Propaganda politica a scuola, scoppia la bufera

Le professoresse protestano indignate, il sindaco di Piove sconfessa l'assessore Milanato
VALANGA DI CRITICHE. L’assessore leghista Lorena Milanato Sopra la staffetta «da San Marco a San Marco» snobbata dai cittadini di Piove
VALANGA DI CRITICHE. L’assessore leghista Lorena Milanato Sopra la staffetta «da San Marco a San Marco» snobbata dai cittadini di Piove
 
PIOVE DI SACCO.
«L'autorità scolastica non ha mai concordato né autorizzato la partecipazione di autorità politiche né tantomeno la manifestazione dell'associazione intervenuta alla palestra Borgo Rossi il 25 marzo»: la dirigente scolastica Franca Milani è a dir poco adirata per quanto è accaduto, a sua insaputa, venerdì scorso in occasione della festa del popolo veneto.
 La scuola aveva aderito all'iniziativa in base al programma proposto da Lorena Stevanato, assessore leghista alla cultura e identità veneta. Oltre ai giochi delle tradizioni e ai laboratori creativi, infatti, nella palestra dove erano radunati i piccoli alunni sono intervenuti il sindaco Sandro Marcolin, il vicesindaco Andrea Recaldin, l'assessore Stevanato e l'assessore provinciale Leandro Comacchio.

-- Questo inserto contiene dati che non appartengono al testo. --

//! Outbound frames queued while the connection is not open

use resock_core::Frame;
use std::collections::{HashSet, VecDeque};

/// Pending outbound frames, flushed first-queued first-sent
///
/// With deduplication enabled (the default) a frame equal to one already
/// pending is not queued twice. Membership is tracked in a `HashSet` so a
/// long outage keeps every push constant-time.
#[derive(Debug, Default)]
pub(crate) struct PendingBuffer {
    frames: VecDeque<Frame>,
    seen: HashSet<Frame>,
    dedup: bool,
}

impl PendingBuffer {
    pub(crate) fn new(dedup: bool) -> Self {
        Self {
            frames: VecDeque::new(),
            seen: HashSet::new(),
            dedup,
        }
    }

    /// Queue a frame
    ///
    /// Returns `false` if it collapsed into an identical pending frame.
    pub(crate) fn push(&mut self, frame: Frame) -> bool {
        if self.dedup && !self.seen.insert(frame.clone()) {
            return false;
        }
        self.frames.push_back(frame);
        true
    }

    /// Take every pending frame, oldest first
    pub(crate) fn drain(&mut self) -> Vec<Frame> {
        self.seen.clear();
        self.frames.drain(..).collect()
    }

    pub(crate) fn clear(&mut self) {
        self.seen.clear();
        self.frames.clear();
    }

    pub(crate) fn len(&self) -> usize {
        self.frames.len()
    }

    pub(crate) fn is_empty(&self) -> bool {
        self.frames.is_empty()
    }
}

E se non c'era motivo da parte della scuola di impedire un saluto delle istituzioni, altrettanto non si può dire dell'intervento dell'associazione indipendentista Raixe Venete. «Si è trattato di una iniziativa decisa arbitrariamente dall'assessorato alla cultura - sottolinea Milani - e preciso che le docenti, applicando rigorosamente le disposizioni vigenti nell'istituto, non hanno permesso che venisse divulgato agli alunni il volantino proposto dai manifestanti».  Si tratta del pieghevole della staffetta «da San Marco a San Marco» nella quale sono impegnati, con tanto di patrocinio della Regione, un manipolo di venetisti, transitati venerdì anche in piazza a Piove tra l'indifferenza totale della cittadinanza. «La questione - rincara la dirigente scolastica - sarà posta all'attenzione del consiglio d'istituto affinché l'autonomia della scuola e il profilo formativo della sua azione vengano assolutamente garantiti».  Che l'assessore Stevanato abbia approfittato della festa del popolo veneto per infilare a scuola gli indipendentisti che hanno bruciato un fantoccio di Garibaldi in risposta alle celebrazioni per l'Unità d'Italia, alla dirigente Milani proprio non è andata giù. «Il 25 io ero assente per un corso di aggiornamento - spiega - solo al rientro sono stata informata dalle insegnanti infuriate di ciò che era accaduto. E' inaccettabile. Ho già segnalato la cosa al provveditorato e ho scritto al sindaco».  Il messaggio è arrivato forte e chiaro a Marcolin, ancora una volta chiamato a rispondere dell'operato del suo assessore leghista: «Mi scuso per quello che è successo e ne prendo le distanze. Io sono intervenuto perché sono stato informato all'ultimo della presenza dell'assessore provinciale. Se avessi saputo cosa era stato organizzato l'avrei invitato in municipio. Chiederò conto all'assessore Stevanato - assicura - e al vicesindaco Recaldin».